What to do. Once more, print the records exactly as given.

■ ■ ■ ■ ■ ■ ■

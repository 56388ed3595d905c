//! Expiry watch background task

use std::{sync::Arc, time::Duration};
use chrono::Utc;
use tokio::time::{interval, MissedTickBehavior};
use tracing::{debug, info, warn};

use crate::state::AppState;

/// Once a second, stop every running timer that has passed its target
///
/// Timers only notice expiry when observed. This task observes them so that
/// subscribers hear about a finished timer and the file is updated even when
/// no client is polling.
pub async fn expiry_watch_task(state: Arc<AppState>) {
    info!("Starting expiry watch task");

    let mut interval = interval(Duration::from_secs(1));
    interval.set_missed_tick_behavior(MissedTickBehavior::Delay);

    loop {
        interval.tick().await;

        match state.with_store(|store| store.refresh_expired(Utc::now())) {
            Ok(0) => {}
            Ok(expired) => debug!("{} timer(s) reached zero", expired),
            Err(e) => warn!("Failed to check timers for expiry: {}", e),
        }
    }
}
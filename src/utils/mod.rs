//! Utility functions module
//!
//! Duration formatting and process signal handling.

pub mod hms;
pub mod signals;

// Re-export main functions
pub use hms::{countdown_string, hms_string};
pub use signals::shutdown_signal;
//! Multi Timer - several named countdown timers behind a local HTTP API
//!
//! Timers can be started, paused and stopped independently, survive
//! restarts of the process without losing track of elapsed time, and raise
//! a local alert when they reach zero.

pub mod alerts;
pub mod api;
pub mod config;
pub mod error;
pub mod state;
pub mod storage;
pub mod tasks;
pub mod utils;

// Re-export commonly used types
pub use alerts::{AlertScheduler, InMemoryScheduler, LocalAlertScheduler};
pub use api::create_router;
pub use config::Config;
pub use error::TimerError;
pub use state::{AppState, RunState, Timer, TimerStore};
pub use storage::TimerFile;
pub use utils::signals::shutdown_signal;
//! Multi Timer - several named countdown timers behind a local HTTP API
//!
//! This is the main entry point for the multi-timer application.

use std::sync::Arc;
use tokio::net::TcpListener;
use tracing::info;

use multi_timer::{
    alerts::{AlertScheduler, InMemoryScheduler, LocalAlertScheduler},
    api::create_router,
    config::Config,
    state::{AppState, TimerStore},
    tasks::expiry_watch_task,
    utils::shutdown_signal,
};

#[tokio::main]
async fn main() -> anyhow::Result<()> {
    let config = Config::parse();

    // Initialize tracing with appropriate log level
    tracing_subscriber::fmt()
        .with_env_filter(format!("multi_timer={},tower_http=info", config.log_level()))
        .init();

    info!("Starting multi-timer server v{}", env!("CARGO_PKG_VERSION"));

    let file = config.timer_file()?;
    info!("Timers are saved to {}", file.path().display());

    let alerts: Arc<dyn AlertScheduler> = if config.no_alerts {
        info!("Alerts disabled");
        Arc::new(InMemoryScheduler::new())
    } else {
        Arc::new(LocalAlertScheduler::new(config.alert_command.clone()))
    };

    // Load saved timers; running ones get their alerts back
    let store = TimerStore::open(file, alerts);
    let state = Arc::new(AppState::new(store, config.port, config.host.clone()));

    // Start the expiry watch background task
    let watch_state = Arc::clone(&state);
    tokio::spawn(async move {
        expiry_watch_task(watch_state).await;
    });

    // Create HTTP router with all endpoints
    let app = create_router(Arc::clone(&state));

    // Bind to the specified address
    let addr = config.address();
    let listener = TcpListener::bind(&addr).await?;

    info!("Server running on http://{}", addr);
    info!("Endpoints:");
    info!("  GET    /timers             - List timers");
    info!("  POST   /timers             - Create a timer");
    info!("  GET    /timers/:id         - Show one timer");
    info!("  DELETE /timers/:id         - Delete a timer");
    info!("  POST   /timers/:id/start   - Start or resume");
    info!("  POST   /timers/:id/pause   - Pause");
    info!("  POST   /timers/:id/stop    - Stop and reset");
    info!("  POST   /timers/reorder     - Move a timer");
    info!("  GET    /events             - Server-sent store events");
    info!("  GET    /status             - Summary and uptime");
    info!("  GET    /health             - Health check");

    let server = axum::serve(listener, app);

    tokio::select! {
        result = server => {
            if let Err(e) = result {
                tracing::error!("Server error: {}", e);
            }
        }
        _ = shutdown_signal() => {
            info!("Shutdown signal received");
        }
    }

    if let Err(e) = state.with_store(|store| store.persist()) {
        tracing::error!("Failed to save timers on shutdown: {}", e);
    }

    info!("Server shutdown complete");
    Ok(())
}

■ ■ ■ ■ ■ ■ ■

Task output.
repository 56388ed3595d905c
//! Expiry watch background task

use std::{sync::Arc, time::Duration};
use chrono::Utc;
use tokio::time::{interval, MissedTickBehavior};
use tracing::{debug, info, warn};

use crate::state::AppState;

/// Once a second, stop every running timer that has passed its target
///
/// Timers only notice expiry when observed. This task observes them so that
/// subscribers hear about a finished timer and the file is updated even when
/// no client is polling.
pub async fn expiry_watch_task(state: Arc<AppState>) {
    info!("Starting expiry watch task");

    let mut interval = interval(Duration::from_secs(1));
    interval.set_missed_tick_behavior(MissedTickBehavior::Delay);

    loop {
        interval.tick().await;

        match state.with_store(|store| store.refresh_expired(Utc::now())) {
            Ok(0) => {}
            Ok(expired) => debug!("{} timer(s) reached zero", expired),
            Err(e) => warn!("Failed to check timers for expiry: {}", e),
        }
    }
}
filename src/utils/mod.rs
//! Utility functions module
//!
//! Duration formatting and process signal handling.

pub mod hms;
pub mod signals;

// Re-export main functions
pub use hms::{countdown_string, hms_string};
pub use signals::shutdown_signal;
//! Multi Timer - several named countdown timers behind a local HTTP API
//!
//! Timers can be started, paused and stopped independently, survive
//! restarts of the process without losing track of elapsed time, and raise
//! a local alert when they reach zero.

pub mod alerts;
pub mod api;
pub mod config;
pub mod error;
pub mod state;
pub mod storage;
pub mod tasks;
pub mod utils;

// Re-export commonly used types
pub use alerts::{AlertScheduler, InMemoryScheduler, LocalAlertScheduler};
pub use api::create_router;
pub use config::Config;
pub use error::TimerError;
pub use state::{AppState, RunState, Timer, TimerStore};
pub use storage::TimerFile;
pub use utils::signals::shutdown_signal;
//! Multi Timer - several named countdown timers behind a local HTTP API
//!
//! This is the main entry point for the multi-timer application.

use std::sync::Arc;
use tokio::net::TcpListener;
use tracing::info;

use multi_timer::{
    alerts::{AlertScheduler, InMemoryScheduler, LocalAlertScheduler},
    api::create_router,
    config::Config,
    state::{AppState, TimerStore},
    tasks::expiry_watch_task,
    utils::shutdown_signal,
};

#[tokio::main]
async fn main() -> anyhow::Result<()> {
    let config = Config::parse();

    // Initialize tracing with appropriate log level
    tracing_subscriber::fmt()
        .with_env_filter(format!("multi_timer={},tower_http=info", config.log_level()))
        .init();

    info!("Starting multi-timer server v{}", env!("CARGO_PKG_VERSION"));

    let file = config.timer_file()?;
    info!("Timers are saved to {}", file.path().display());

    let alerts: Arc<dyn AlertScheduler> = if config.no_alerts {
        info!("Alerts disabled");
        Arc::new(InMemoryScheduler::new())
    } else {
        Arc::new(LocalAlertScheduler::new(config.alert_command.clone()))
    };

    // Load saved timers; running ones get their alerts back
    let store = TimerStore::open(file, alerts);
    let state = Arc::new(AppState::new(store, config.port, config.host.clone()));

    // Start the expiry watch background task
    let watch_state = Arc::clone(&state);
    tokio::spawn(async move {
        expiry_watch_task(watch_state).await;
    });

    // Create HTTP router with all endpoints
    let app = create_router(Arc::clone(&state));

    // Bind to the specified address
    let addr = config.address();
    let listener = TcpListener::bind(&addr).await?;

    info!("Server running on http://{}", addr);
    info!("Endpoints:");
    info!("  GET    /timers             - List timers");
    info!("  POST   /timers             - Create a timer");
    info!("  GET    /timers/:id         - Show one timer");
    info!("  DELETE /timers/:id         - Delete a timer");
    info!("  POST   /timers/:id/start   - Start or resume");
    info!("  POST   /timers/:id/pause   - Pause");
    info!("  POST   /timers/:id/stop    - Stop and reset");
    info!("  POST   /timers/reorder     - Move a timer");
    info!("  GET    /events             - Server-sent store events");
    info!("  GET    /status             - Summary and uptime");
    info!("  GET    /health             - Health check");

    let server = axum::serve(listener, app);

    tokio::select! {
        result = server => {
            if let Err(e) = result {
                tracing::error!("Server error: {}", e);
            }
        }
        _ = shutdown_signal() => {
            info!("Shutdown signal received");
        }
    }

    if let Err(e) = state.with_store(|store| store.persist()) {
        tracing::error!("Failed to save timers on shutdown: {}", e);
    }

    info!("Server shutdown complete");
    Ok(())
}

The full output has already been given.